● Task to carry out: Copy every line that holds the string "tears" from the data below.

● Information shown:

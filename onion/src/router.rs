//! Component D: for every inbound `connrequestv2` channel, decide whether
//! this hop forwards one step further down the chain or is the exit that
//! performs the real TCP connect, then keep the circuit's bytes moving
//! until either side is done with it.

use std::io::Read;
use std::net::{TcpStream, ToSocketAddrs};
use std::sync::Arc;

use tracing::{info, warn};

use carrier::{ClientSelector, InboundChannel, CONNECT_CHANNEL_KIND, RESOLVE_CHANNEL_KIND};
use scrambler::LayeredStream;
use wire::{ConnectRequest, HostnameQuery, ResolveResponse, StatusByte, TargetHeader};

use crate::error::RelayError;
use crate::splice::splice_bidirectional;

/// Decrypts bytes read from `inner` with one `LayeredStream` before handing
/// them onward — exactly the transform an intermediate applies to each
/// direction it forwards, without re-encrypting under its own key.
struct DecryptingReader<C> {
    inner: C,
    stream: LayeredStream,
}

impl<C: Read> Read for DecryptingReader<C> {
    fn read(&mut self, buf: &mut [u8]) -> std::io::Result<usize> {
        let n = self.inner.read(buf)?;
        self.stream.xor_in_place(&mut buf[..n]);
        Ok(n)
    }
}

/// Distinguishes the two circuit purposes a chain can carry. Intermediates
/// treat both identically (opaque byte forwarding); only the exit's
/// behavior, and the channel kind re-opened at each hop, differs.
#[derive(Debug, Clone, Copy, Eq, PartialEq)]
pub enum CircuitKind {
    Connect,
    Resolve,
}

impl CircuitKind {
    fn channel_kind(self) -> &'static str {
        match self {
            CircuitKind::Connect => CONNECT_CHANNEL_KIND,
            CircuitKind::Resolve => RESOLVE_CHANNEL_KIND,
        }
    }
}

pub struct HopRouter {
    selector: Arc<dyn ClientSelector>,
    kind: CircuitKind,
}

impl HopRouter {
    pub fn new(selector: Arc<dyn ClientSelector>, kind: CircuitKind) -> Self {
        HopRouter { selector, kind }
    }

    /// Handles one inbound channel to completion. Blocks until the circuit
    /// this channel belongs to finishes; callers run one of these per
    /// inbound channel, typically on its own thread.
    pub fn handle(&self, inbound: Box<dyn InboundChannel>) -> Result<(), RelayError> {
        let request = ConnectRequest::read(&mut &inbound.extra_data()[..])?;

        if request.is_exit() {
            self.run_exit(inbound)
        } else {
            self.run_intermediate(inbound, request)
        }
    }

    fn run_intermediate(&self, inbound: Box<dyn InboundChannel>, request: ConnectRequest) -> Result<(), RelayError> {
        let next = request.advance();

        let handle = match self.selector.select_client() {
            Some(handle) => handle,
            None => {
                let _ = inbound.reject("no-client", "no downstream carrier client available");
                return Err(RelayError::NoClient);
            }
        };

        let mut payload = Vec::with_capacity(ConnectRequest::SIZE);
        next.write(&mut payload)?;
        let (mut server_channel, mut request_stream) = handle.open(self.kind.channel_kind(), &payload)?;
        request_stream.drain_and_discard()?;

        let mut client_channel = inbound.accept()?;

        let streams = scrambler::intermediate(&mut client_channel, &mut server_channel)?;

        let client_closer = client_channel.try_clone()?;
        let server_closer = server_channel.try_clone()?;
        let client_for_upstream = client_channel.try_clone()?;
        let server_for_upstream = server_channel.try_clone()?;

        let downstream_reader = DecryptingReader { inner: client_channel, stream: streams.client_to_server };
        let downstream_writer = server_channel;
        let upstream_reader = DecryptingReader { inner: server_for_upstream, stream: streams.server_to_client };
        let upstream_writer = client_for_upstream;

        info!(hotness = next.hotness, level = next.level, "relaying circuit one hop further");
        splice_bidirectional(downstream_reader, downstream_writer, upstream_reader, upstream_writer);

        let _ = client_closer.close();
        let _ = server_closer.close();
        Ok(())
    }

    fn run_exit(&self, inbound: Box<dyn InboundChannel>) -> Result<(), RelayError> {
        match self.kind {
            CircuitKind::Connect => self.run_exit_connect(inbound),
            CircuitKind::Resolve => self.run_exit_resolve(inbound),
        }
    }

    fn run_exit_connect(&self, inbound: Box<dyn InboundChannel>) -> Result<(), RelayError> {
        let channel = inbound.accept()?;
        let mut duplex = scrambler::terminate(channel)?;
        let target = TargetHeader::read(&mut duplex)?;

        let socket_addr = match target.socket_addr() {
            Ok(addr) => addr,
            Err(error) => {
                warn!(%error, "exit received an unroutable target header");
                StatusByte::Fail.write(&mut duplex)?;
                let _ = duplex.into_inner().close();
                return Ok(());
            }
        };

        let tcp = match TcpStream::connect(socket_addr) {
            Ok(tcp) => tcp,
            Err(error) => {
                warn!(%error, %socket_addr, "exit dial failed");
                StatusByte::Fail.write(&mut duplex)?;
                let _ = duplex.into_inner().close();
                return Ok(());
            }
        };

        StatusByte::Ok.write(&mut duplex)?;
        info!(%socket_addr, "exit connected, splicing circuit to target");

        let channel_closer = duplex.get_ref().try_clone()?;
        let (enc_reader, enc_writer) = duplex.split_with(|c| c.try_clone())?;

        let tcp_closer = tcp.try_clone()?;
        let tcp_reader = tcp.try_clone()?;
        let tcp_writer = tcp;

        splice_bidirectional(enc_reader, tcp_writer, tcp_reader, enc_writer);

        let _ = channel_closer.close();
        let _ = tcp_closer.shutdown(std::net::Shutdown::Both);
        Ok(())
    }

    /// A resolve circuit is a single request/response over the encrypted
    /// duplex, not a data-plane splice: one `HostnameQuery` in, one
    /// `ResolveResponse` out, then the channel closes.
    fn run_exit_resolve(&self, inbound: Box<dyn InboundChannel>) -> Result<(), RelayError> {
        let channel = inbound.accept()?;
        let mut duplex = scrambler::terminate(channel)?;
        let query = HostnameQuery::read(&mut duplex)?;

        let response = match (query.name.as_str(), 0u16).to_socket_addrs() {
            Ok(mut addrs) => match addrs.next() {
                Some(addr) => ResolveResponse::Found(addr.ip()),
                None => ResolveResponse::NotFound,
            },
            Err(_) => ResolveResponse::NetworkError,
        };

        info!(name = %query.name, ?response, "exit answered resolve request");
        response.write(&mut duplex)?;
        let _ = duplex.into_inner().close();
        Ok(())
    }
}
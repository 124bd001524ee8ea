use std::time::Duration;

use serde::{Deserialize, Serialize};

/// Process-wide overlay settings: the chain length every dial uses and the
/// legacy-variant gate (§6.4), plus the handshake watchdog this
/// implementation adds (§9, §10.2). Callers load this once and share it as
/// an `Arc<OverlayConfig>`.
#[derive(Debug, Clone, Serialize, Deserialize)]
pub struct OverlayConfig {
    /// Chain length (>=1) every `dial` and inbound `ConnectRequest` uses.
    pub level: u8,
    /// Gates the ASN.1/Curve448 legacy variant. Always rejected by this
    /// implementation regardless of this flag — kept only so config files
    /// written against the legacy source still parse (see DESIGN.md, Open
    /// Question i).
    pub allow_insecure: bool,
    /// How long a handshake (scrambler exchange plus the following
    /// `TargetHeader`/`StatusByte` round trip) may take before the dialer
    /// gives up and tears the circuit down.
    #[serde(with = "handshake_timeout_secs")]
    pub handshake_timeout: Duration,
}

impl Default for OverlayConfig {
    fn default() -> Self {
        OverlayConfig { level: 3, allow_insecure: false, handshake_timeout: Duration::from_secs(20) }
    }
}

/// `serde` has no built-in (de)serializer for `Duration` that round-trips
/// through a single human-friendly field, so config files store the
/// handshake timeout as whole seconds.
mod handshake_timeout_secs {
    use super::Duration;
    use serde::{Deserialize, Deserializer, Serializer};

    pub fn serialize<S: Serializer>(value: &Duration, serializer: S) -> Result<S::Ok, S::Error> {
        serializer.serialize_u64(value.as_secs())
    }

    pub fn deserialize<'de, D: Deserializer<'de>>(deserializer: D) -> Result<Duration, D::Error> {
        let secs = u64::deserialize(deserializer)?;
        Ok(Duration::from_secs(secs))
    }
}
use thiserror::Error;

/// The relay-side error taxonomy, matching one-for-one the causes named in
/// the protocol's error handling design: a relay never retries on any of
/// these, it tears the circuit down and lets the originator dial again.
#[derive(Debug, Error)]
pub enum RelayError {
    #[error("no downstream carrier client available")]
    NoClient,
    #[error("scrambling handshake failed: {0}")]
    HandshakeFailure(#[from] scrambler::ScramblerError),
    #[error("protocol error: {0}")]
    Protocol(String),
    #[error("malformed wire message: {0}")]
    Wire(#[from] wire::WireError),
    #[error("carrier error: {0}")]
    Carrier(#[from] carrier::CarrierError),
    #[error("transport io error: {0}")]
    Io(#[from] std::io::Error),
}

● Answer box:
    /// gives up and tears the circuit down.
/// these, it tears the circuit down and lets the originator dial again.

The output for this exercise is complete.